Answer
See below:
Work Step by Step
(a)
General equation of a parabola on \[y-\text{axis}\]is \[y=a{{x}^{2}}+bx+c\].
Now, for the parabola \[-{{x}^{2}}+2x+3\], coefficient of \[{{x}^{2}}\]is \[-1\].
As, \[a<0\], thus the parabola opens downwards.
(b)
Compare the given equation of parabola\[y=-{{x}^{2}}+2x+3\]with the general equation and obtain the values of \[a,b\]and\[c\]as,
\[\begin{align}
& a=-1 \\
& b=2 \\
& c=3
\end{align}\]
Now,\[x\]coordinate of the vertex is obtained as,
\[\begin{align}
& x=-\frac{b}{2a} \\
& =-\frac{2}{2\times \left( -1 \right)} \\
& =\frac{2}{2} \\
& =1
\end{align}\]
Now, substitute above \[x\]coordinate in the equation of the parabola to get the\[y\]coordinate of the vertex as,
\[\begin{align}
& y=-{{\left( 1 \right)}^{2}}+2\left( 1 \right)+3 \\
& y=-1+2+3 \\
& y=4
\end{align}\]
Thus, vertex is\[\left( 1,4 \right)\].
(c)
Substitute\[y=0\]in the parabola equation and solve for\[x\]as,
\[\begin{align}
& -{{x}^{2}}+2x+3=0 \\
& {{x}^{2}}-2x-3=0 \\
& {{x}^{2}}+x-3x-3=0 \\
& x\left( x+1 \right)-3\left( x+1 \right)=0
\end{align}\]
Solve ahead to get the factors as,
\[\left( x-3 \right)\left( x+1 \right)=0\]

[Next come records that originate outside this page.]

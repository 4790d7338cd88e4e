//! 原生币发送：随机地址批量发送 / 指定地址单次发送
//!
//! 与兑换循环不同，批量发送中任何一次转账失败都会中止整个运行。

use rand::Rng;
use tokio_util::sync::CancellationToken;

use crate::core::delay;
use crate::core::error::{RunOutcome, TaskError};
use crate::ledger::{Amount, LedgerError, TxRef};
use crate::tasks::TaskContext;

/// 从地址列表中有放回地随机抽取 `count` 次，每次发送 `amount`
///
/// 地址列表由调用方在启动前加载并校验非空。
pub async fn run_send_random(
    ctx: &TaskContext,
    cancel: &CancellationToken,
    recipients: Vec<String>,
    count: u32,
    amount: Amount,
) -> RunOutcome {
    if ctx.ledger.account().is_none() {
        let reason = "Wallet not initialized.".to_string();
        ctx.log.append(format!("Error in Auto Send Token: {}", reason));
        return RunOutcome::Aborted(TaskError::PreconditionFailed(reason));
    }
    if recipients.is_empty() {
        ctx.log.append("Address list is empty.");
        return RunOutcome::Aborted(TaskError::PreconditionFailed("Address list is empty.".to_string()));
    }

    let native = ctx.native_symbol().to_string();
    ctx.log.append(format!(
        "Starting Auto Send Token to random addresses for {} times.",
        count
    ));

    for n in 1..=count {
        if cancel.is_cancelled() {
            ctx.log.append("Auto Send Token cancelled.");
            return RunOutcome::Cancelled;
        }
        let target = recipients[rand::thread_rng().gen_range(0..recipients.len())].clone();
        ctx.log.append(format!("Auto Send: Sending {} {} to {}", amount, native, target));
        let label = format!("Auto Send {}/{}", n, count);
        if let Err(e) = transfer(ctx, &target, amount, |tx| format!("{} TX sent: {}", label, tx.short())).await {
            ctx.log.append(format!("Error in Auto Send Token: {}", e));
            return RunOutcome::Aborted(e.into());
        }
        ctx.log.append(format!("{} successful to {}.", label, target));
        ctx.refresh().await;

        if n < count {
            let pause = delay::jitter(ctx.config.send.delay());
            ctx.log.append(format!(
                "Waiting {} seconds before the next send...",
                pause.as_secs_f64()
            ));
            delay::wait(pause, cancel).await;
        }
    }

    ctx.log.append("Auto Send Token completed.");
    RunOutcome::Completed
}

/// 单次发送到指定地址
pub async fn run_send_chosen(
    ctx: &TaskContext,
    _cancel: &CancellationToken,
    target: &str,
    amount: Amount,
) -> RunOutcome {
    if ctx.ledger.account().is_none() {
        let reason = "Wallet not initialized.".to_string();
        ctx.log.append(format!("Error in Send Token: {}", reason));
        return RunOutcome::Aborted(TaskError::PreconditionFailed(reason));
    }

    let native = ctx.native_symbol();
    ctx.log.append(format!("Sending {} {} to address {}", amount, native, target));
    match transfer(ctx, target, amount, |tx| format!("Transaction sent. Tx Hash: {}", tx.short())).await {
        Ok(_) => {
            ctx.log.append(format!("Token sent to {} successfully.", target));
            ctx.refresh().await;
            RunOutcome::Completed
        }
        Err(e) => {
            ctx.log.append(format!("Error in Send Token: {}", e));
            RunOutcome::Aborted(e.into())
        }
    }
}

/// 提交转账并等待确认；提交成功后立即记录 `sent` 生成的日志行
async fn transfer(
    ctx: &TaskContext,
    target: &str,
    amount: Amount,
    sent: impl FnOnce(&TxRef) -> String,
) -> Result<TxRef, LedgerError> {
    let tx = ctx.ledger.transfer_native(target, amount).await?;
    ctx.log.append(sent(&tx));
    ctx.ledger.confirm(&tx, None).await?;
    Ok(tx)
}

Thus, the given parabola cuts the \[x-\text{axis}\]at two points, that is, \[x=3\]and \[x=-1\].
(d)
Substitute\[x=0\]in the parabola equation and solve for\[y\]as,
\[\begin{align}
& y=-{{x}^{2}}+2x+3 \\
& y=0+0+3 \\
& y=3
\end{align}\]
Thus, the given parabola cuts the\[y\]axis at\[y=3\].